A massa que chega ao térreo logo se torna de novo, homem. Mas um homem novo. Ele não reconhece a si. Não tem medos. Mas suas chagas estão aberta. Cada dor, cada memória, cada crime cometido e sofrido com seu eu e a realidade do outro. Ele escorrega para as sus e sente o sol queimar sua pele que fumaceia. Ele corre para o buraco mais próximo, se esconde nas sombras.
Ele sente que tudo que fez foi tão estúpido. Como foi cruel. Como se deixou enganar. Lhe brotam escrúpulos, ali mesmo nas sombras.
- Eita, mãe!
- O que é filha?
- O homem.
- Anda, é só um viciado.
- Viciado?
Ele escuta com vergonha. Pois fora. A esbórnia que fora sua vida até aquele momento, concentrada no vício de destruir outras vidas. Todos em seu meio faziam o mesmo. Sorriam em eventos beneficentes enquanto exploravam e matavam indiretamente. davam tapinhas nas costas uns dos outros, com as mesmas mãos que assinavam documentos que iriam desabrigar milhares. A empatia só não era ausente no que tangia o disfarçar de sua verdadeira natureza, uma imposição social de uma cultura em que as aparências alinhadas a uma ética religiosa, silenciosamente servia para justificá-los como eleitos em um mundo em que a grande massa era escrava de seus desejos. Encasquilhados em arranha-céus, no qual suas fundações se erguiam sobre ossos brancos de pardos e negros, eles bebiam e comiam o que negavam ao mundo.

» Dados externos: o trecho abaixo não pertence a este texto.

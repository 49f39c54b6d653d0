//! Shared sentiment types and error helpers used across all tonality crates.

pub mod error;
pub mod types;

pub use {
    error::FromMessage,
    types::{AnnotatedMessage, SentimentLabel, SentimentResult},
};
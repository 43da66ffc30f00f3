use serde::{Deserialize, Deserializer, Serialize};

/// Text fields of a create request, collected from the multipart form.
#[derive(Serialize, Deserialize, Debug, Default, Clone)]
pub struct CreatePostDescriptor {
    pub title: String,
    pub description: String,
    /// Calendar date, blank for today.
    #[serde(default)]
    pub date: String,
    /// Encoded tag list, a JSON array or comma-separated values.
    #[serde(default)]
    pub tags: String,
    #[serde(rename = "externalLink", default)]
    pub external_link: Option<String>,
}

/// Partial metadata update.
///
/// Empty strings for `title`, `description` and `date` are ignored.
/// `external_link` distinguishes "not supplied" (`None`) from
/// "supplied" (`Some`), where a blank or `null` value clears the link.
#[derive(Serialize, Deserialize, Debug, Default, Clone)]
pub struct UpdatePostDescriptor {
    #[serde(default, skip_serializing_if = "Option::is_none")]
    pub title: Option<String>,
    #[serde(default, skip_serializing_if = "Option::is_none")]
    pub description: Option<String>,
    #[serde(default, skip_serializing_if = "Option::is_none")]
    pub date: Option<String>,
    #[serde(default, skip_serializing_if = "Option::is_none")]
    pub tags: Option<TagsInput>,
    #[serde(
        rename = "externalLink",
        default,
        deserialize_with = "supplied",
        skip_serializing_if = "Option::is_none"
    )]
    pub external_link: Option<Option<String>>,
}

/// Tags as sent by a client: either a real list or its encoded string form.
#[derive(Serialize, Deserialize, Debug, Clone, PartialEq, Eq)]
#[serde(untagged)]
pub enum TagsInput {
    List(Vec<String>),
    Encoded(String),
}

/// Body of a successful delete.
#[derive(Serialize, Deserialize, Debug, Clone)]
pub struct DeleteResult {
    pub message: String,
}

/// Marks a field as supplied even when its value is `null`.
fn supplied<'de, D>(de: D) -> Result<Option<Option<String>>, D::Error>
where
    D: Deserializer<'de>,
{
    Option::<String>::deserialize(de).map(Some)
}

#[cfg(test)]
mod tests {
    use super::*;

    #[test]
    fn external_link_presence() {
        let absent: UpdatePostDescriptor = serde_json::from_str(r#"{"title":"x"}"#).unwrap();
        assert_eq!(absent.external_link, None);

        let null: UpdatePostDescriptor =
            serde_json::from_str(r#"{"externalLink":null}"#).unwrap();
        assert_eq!(null.external_link, Some(None));

        let empty: UpdatePostDescriptor = serde_json::from_str(r#"{"externalLink":""}"#).unwrap();
        assert_eq!(empty.external_link, Some(Some(String::new())));
    }

    #[test]
    fn tags_input_forms() {
        let list: UpdatePostDescriptor = serde_json::from_str(r#"{"tags":["a","b"]}"#).unwrap();
        assert_eq!(
            list.tags,
            Some(TagsInput::List(vec!["a".to_string(), "b".to_string()]))
        );

        let encoded: UpdatePostDescriptor =
            serde_json::from_str(r#"{"tags":"[\"a\",\"b\"]"}"#).unwrap();
        assert_eq!(
            encoded.tags,
            Some(TagsInput::Encoded(r#"["a","b"]"#.to_string()))
        );
    }
}
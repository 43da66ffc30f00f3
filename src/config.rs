use serde::Deserialize;
use std::{net::SocketAddr, path::PathBuf};

/// Environment variable overriding the config file location.
pub const PATH_VAR: &str = "MEDIA_POSTS_CONFIG";
const DEFAULT_PATH: &str = "./data/config.toml";

/// Describing the server configuration.
#[derive(Deserialize, Debug, Clone)]
#[serde(default)]
pub struct Config {
    /// Socket the server listens on.
    pub address: SocketAddr,
    pub storage: Storage,
}

impl Default for Config {
    fn default() -> Self {
        Self {
            address: SocketAddr::from(([127, 0, 0, 1], 5000)),
            storage: Storage::default(),
        }
    }
}

/// Describing where posts and their files live.
#[derive(Deserialize, Debug, Clone)]
#[serde(default)]
pub struct Storage {
    /// The JSON document holding every post.
    pub posts: PathBuf,
    /// The content directory holding uploaded files.
    pub uploads: PathBuf,
    /// Largest accepted upload in bytes.
    pub max_upload_size: u64,
}

impl Default for Storage {
    fn default() -> Self {
        Self {
            posts: PathBuf::from("./data/posts.json"),
            uploads: PathBuf::from("./data/uploads"),
            max_upload_size: 50 * 1024 * 1024,
        }
    }
}

impl Config {
    /// Reads the config from `path`, falling back to defaults if the file
    /// doesn't exist.
    pub fn load(path: impl Into<PathBuf>) -> Result<Self, crate::Error> {
        let path = path.into();

        match std::fs::read_to_string(&path) {
            Ok(string) => toml::from_str(&string).map_err(|err| crate::Error::Config {
                path,
                reason: err.to_string(),
            }),
            Err(err) if err.kind() == std::io::ErrorKind::NotFound => {
                tracing::info!("config {} not found, using defaults", path.display());
                Ok(Self::default())
            }
            Err(err) => Err(crate::Error::Config {
                path,
                reason: err.to_string(),
            }),
        }
    }

    /// Reads the config from the location named by [`PATH_VAR`], or the default one.
    pub fn from_env() -> Result<Self, crate::Error> {
        Self::load(std::env::var_os(PATH_VAR).unwrap_or_else(|| DEFAULT_PATH.into()))
    }
}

Um intenso desejo de se confessar lhe enchia o ser, e vencendo o desejo da vergonha, e agora limpo das barreiras que sempre o tornaram evasivo a vida, andou o extenso caminho entre a sombra e a luz. Olhou para as pessoas na sua e começou a falar:
Estamos tão distantes de tudo. Um do outro, de nós mesmos. Não vamos nunca. nunc. nun. nu. n.
E seu corpo se ergueu no ar, e em mil partículas invisíveis ao olho nu se tornou.
Estacionário. Suspenso. Levado para análise. Decomposto. Excretado.
Irredimido.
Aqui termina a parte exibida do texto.